Regarding the following lines:

The proper way to work here would be to define e.g.

mass(u)=integrate(sys,storage!,u)[1,1]

and return mass.(tsol.u). See https://j-fu.github.io/VoronoiFVM.jl/stable/post/#Solution-integrals

EDIT: Note to self: make an example from this

I was already looking this routine up, but didn't know how to correctly use it. Since the routine takes sys as the input parameter, I assume it can also correctly handle different geometries and their corresponding Jacobian factors?

On another note (note #1, since there will be 2), I have tried implementing weighted averaging of the diffusion constants for the $u$-dependent diffusion coefficient. I have succeeded by doing this:

    # Flux function which describes the flux
    # between neighboring control volumes
    function flux!(f, u, edge, data)#, data)

        @inbounds begin

            _D::Float64 = data.D
            # correction to the standard diffusionfv
            _k::Float64 = data.k
            
            # get the corrected diffusion constants
            # at nodes

            d1::Float64 = _D * (1. + _k * u[1, 1])#_corrected_D(u[1, 1], _D, _k)
            d2::Float64 =  _D * (1. + _k * u[1, 2])#_corrected_D(u[1, 2], _D, _k)
            # (d1, d2) = _corrected_D.(u[1, :], _D, _k)
            # get the harmonic average of the diffusion constants
            # df::Float64 = _harm_D(d1, d2)
            if d1 == 0 || d2 == 0
                df = 0.
            elseif (d1 + d2) == 0
                df = 0.
            else
                df::Float64 = 2. * d1 * d2 / (d1 + d2)
            end
            
            f[1] = df * (u[1, 1] - u[1, 2])

        end
    end

However, if I tried to break the above code into smaller functions (which would improve readability in some more complex cases), allocation warnings in the assembly loop were prompted. Is there a way to go about this? I have read about the allocation warnings, but I am unsure about what the culprit would be in this case.

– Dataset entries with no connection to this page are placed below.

//! Poll loop.
//!
//! [`Monitor`] ties a [`ReportSource`] to the decoder. It owns the "previous"
//! [`ButtonState`] slot, so every report is compared against exactly the one
//! before it. Decoded events go to the monitor's [`EventBus`].
//!
//! # Failure policy
//! - A malformed report is logged at `warn` and skipped. The previous state is
//!   not touched.
//! - Ambiguous and multi-button transitions are logged at `warn`. No event is
//!   emitted, and the previous state still advances to the new report.
//! - Source errors end [`Monitor::run`]. Nothing is retried here.

use crate::device::ReportSource;
use crate::error::Result;
use crate::event::ButtonEvent;
use crate::eventbus::EventBus;
use crate::resolver::{self, Transition};
use crate::state::ButtonState;
use std::sync::atomic::{AtomicBool, Ordering};

/// Outcome of one [`Monitor::step`].
#[derive(Clone, Copy, Debug, PartialEq, Eq)]
pub enum Step {
    /// No report was available.
    Idle,
    /// The report could not be decoded and was dropped.
    Skipped,
    /// The report decoded, but produced no event.
    Quiet(Transition),
    /// The report produced an event, already dispatched to the bus.
    Event(ButtonEvent),
}

/// Counters for one [`Monitor::run`].
#[derive(Clone, Copy, Debug, Default, PartialEq, Eq)]
pub struct RunSummary {
    pub reports: u64,
    pub events: u64,
    pub skipped: u64,
    pub diagnostics: u64,
}

pub struct Monitor<S: ReportSource> {
    source: S,
    previous: ButtonState,
    bus: EventBus,
}

impl<S: ReportSource> Monitor<S> {
    pub fn new(source: S) -> Self {
        Self {
            source,
            previous: ButtonState::IDLE,
            bus: EventBus::new(),
        }
    }

    pub fn with_bus(source: S, bus: EventBus) -> Self {
        Self {
            source,
            previous: ButtonState::IDLE,
            bus,
        }
    }

    /// Last successfully decoded state.
    #[inline]
    pub fn previous(&self) -> ButtonState {
        self.previous
    }

    pub fn source(&self) -> &S {
        &self.source
    }

    pub fn bus_mut(&mut self) -> &mut EventBus {
        &mut self.bus
    }

    pub fn into_source(self) -> S {
        self.source
    }

    /// Read and decode one report.
    pub fn step(&mut self) -> Result<Step> {
        let Some(report) = self.source.read()? else {
            return Ok(Step::Idle);
        };

        let current = match ButtonState::parse(&report) {
            Ok(state) => state,
            Err(e) => {
                log::warn!("{}: {e}, skipping", self.source.id());
                return Ok(Step::Skipped);
            }
        };

        let transition = resolver::classify(current, self.previous);
        log::debug!(
            "{}: {:015b} -> {:015b} {:?}",
            self.source.id(),
            self.previous.mask(),
            current.mask(),
            transition
        );
        self.previous = current;

        match transition {
            Transition::Event(event) => {
                self.bus.emit(&event);
                Ok(Step::Event(event))
            }
            Transition::Ambiguous { mask } => {
                log::warn!(
                    "{}: repeated held state {mask:015b}, expected one change per report",
                    self.source.id()
                );
                Ok(Step::Quiet(transition))
            }
            Transition::MultiButton { changed } => {
                log::warn!(
                    "{}: {} buttons changed at once ({changed:015b}), dropping transition",
                    self.source.id(),
                    changed.count_ones()
                );
                Ok(Step::Quiet(transition))
            }
        }
    }

    /// Step until `stop` is set or the source runs dry.
    pub fn run(&mut self, stop: &AtomicBool) -> Result<RunSummary> {
        let mut summary = RunSummary::default();
        log::info!("monitoring {} ({})", self.source.name(), self.source.id());

        while !stop.load(Ordering::Relaxed) {
            if self.source.is_exhausted() {
                log::debug!("{}: source exhausted", self.source.id());
                break;
            }

            match self.step() {
                Ok(Step::Idle) => {}
                Ok(Step::Skipped) => {
                    summary.reports += 1;
                    summary.skipped += 1;
                }
                Ok(Step::Quiet(_)) => {
                    summary.reports += 1;
                    summary.diagnostics += 1;
                }
                Ok(Step::Event(_)) => {
                    summary.reports += 1;
                    summary.events += 1;
                }
                Err(e) => {
                    log::error!("{}: read failed: {e}", self.source.id());
                    return Err(e);
                }
            }
        }

        log::info!(
            "stopped {}: {} report(s), {} event(s)",
            self.source.id(),
            summary.reports,
            summary.events
        );
        Ok(summary)
    }
}

#[cfg(test)]
mod tests {
    use super::*;
    use crate::backends::virtual_input::ScriptedSource;

    /// Per-thread log capture, so parallel tests only see their own records.
    mod capture {
        use log::{Level, LevelFilter, Log, Metadata, Record};
        use std::cell::RefCell;
        use std::sync::Once;

        thread_local! {
            static RECORDS: RefCell<Vec<(Level, String)>> = const { RefCell::new(Vec::new()) };
        }

        struct Recorder;

        impl Log for Recorder {
            fn enabled(&self, _: &Metadata) -> bool {
                true
            }
            fn log(&self, record: &Record) {
                RECORDS.with(|r| {
                    r.borrow_mut()
                        .push((record.level(), record.args().to_string()))
                });
            }
            fn flush(&self) {}
        }

        static RECORDER: Recorder = Recorder;
        static INSTALL: Once = Once::new();

        pub fn install() {
            INSTALL.call_once(|| {
                log::set_logger(&RECORDER).expect("logger already set");
                log::set_max_level(LevelFilter::Trace);
            });
            RECORDS.with(|r| r.borrow_mut().clear());
        }

        pub fn warnings() -> Vec<String> {
            RECORDS.with(|r| {
                r.borrow()
                    .iter()
                    .filter(|(level, _)| *level == Level::Warn)
                    .map(|(_, msg)| msg.clone())
                    .collect()
            })
        }
    }

    fn source() -> ScriptedSource {
        ScriptedSource::new("scripted:0", "Scripted")
    }

    #[test]
    fn starts_idle() {
        let m = Monitor::new(source());
        assert_eq!(m.previous(), ButtonState::IDLE);
    }

    #[test]
    fn step_reports_event_and_advances() {
        let mut src = source();
        src.push_held(&[3]);
        let mut m = Monitor::new(src);

        assert_eq!(m.step().unwrap(), Step::Event(ButtonEvent::key_down(3)));
        assert!(m.previous().is_pressed(3));
    }

    #[test]
    fn malformed_report_keeps_previous() {
        let mut src = source();
        src.push_held(&[1]).feed(vec![0u8; 10]).push_idle();
        let mut m = Monitor::new(src);

        m.step().unwrap();
        assert_eq!(m.step().unwrap(), Step::Skipped);
        assert!(m.previous().is_pressed(1));
        assert_eq!(m.step().unwrap(), Step::Event(ButtonEvent::key_up(1)));
    }

    #[test]
    fn ambiguous_report_advances_without_event() {
        let mut src = source();
        src.push_held(&[2]).push_held(&[2]).push_idle();
        let mut m = Monitor::new(src);

        m.step().unwrap();
        assert_eq!(
            m.step().unwrap(),
            Step::Quiet(Transition::Ambiguous { mask: 0b10 })
        );
        assert_eq!(m.step().unwrap(), Step::Event(ButtonEvent::key_up(2)));
    }

    #[test]
    fn multi_button_report_advances_previous() {
        let mut src = source();
        src.push_held(&[1, 2]).push_held(&[1]);
        let mut m = Monitor::new(src);

        assert!(matches!(
            m.step().unwrap(),
            Step::Quiet(Transition::MultiButton { changed: 0b11 })
        ));
        assert_eq!(m.step().unwrap(), Step::Event(ButtonEvent::key_up(2)));
    }

    #[test]
    fn each_dropped_report_logs_one_warning() {
        capture::install();

        let mut src = source();
        src.push_held(&[2])
            .push_held(&[2]) // same held state twice
            .feed(vec![0u8; 5]) // too short
            .push_held(&[2, 3, 4]) // two buttons at once
            .push_idle() // three buttons at once
            .push_idle();
        let mut m = Monitor::new(src);

        let mut dropped = 0;
        while !m.source().is_exhausted() {
            match m.step().unwrap() {
                Step::Skipped | Step::Quiet(_) => dropped += 1,
                _ => {}
            }
        }

        let warnings = capture::warnings();
        assert_eq!(dropped, 4);
        assert_eq!(warnings.len(), dropped, "{warnings:?}");
        assert!(warnings.iter().all(|w| w.starts_with("scripted:0:")));
        assert!(warnings[0].contains("repeated held state"));
        assert!(warnings[1].contains("malformed report"));
        assert!(warnings[2].contains("2 buttons changed"));
        assert!(warnings[3].contains("3 buttons changed"));
    }

    #[test]
    fn clean_session_logs_no_warnings() {
        capture::install();

        let mut src = source();
        src.push_held(&[7]).push_idle().push_idle();
        let summary = Monitor::new(src).run(&AtomicBool::new(false)).unwrap();

        assert_eq!(summary.events, 3);
        assert!(capture::warnings().is_empty());
    }

    #[test]
    fn timeout_is_idle() {
        let mut src = source();
        src.push_timeout();
        let mut m = Monitor::new(src);
        assert_eq!(m.step().unwrap(), Step::Idle);
    }

    #[test]
    fn run_stops_when_flag_is_set() {
        let mut src = source();
        src.push_held(&[1]).push_idle();
        let mut m = Monitor::new(src);

        let stop = AtomicBool::new(true);
        let summary = m.run(&stop).unwrap();
        assert_eq!(summary, RunSummary::default());
        assert_eq!(m.source().remaining(), 2);
    }

    #[test]
    fn run_counts_until_exhausted() {
        let mut src = source();
        src.push_held(&[4])
            .push_timeout()
            .feed(vec![1, 2, 3])
            .push_held(&[4, 5, 6])
            .push_idle()
            .push_idle();
        let mut m = Monitor::new(src);

        let summary = m.run(&AtomicBool::new(false)).unwrap();
        assert_eq!(
            summary,
            RunSummary {
                reports: 5,
                events: 2,
                skipped: 1,
                diagnostics: 2,
            }
        );
    }
}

My #note2 is actually related to the former one, since I would also like to implement inverse-distance weighting; using

nvols = nodevolumes(sys)

I was able to obtain the node volumes outside the flux function. Then, inside the flux function, I call

x1 = nvols[edge.node[1]]

which again prompts allocation warnings. Is there also a way to go about this? I've noticed that no allocation warnings were issued when I tested the tutorial on the generic operators which probably attempts to achieve something similar (in a sense that it accesses and indexes an eternal array).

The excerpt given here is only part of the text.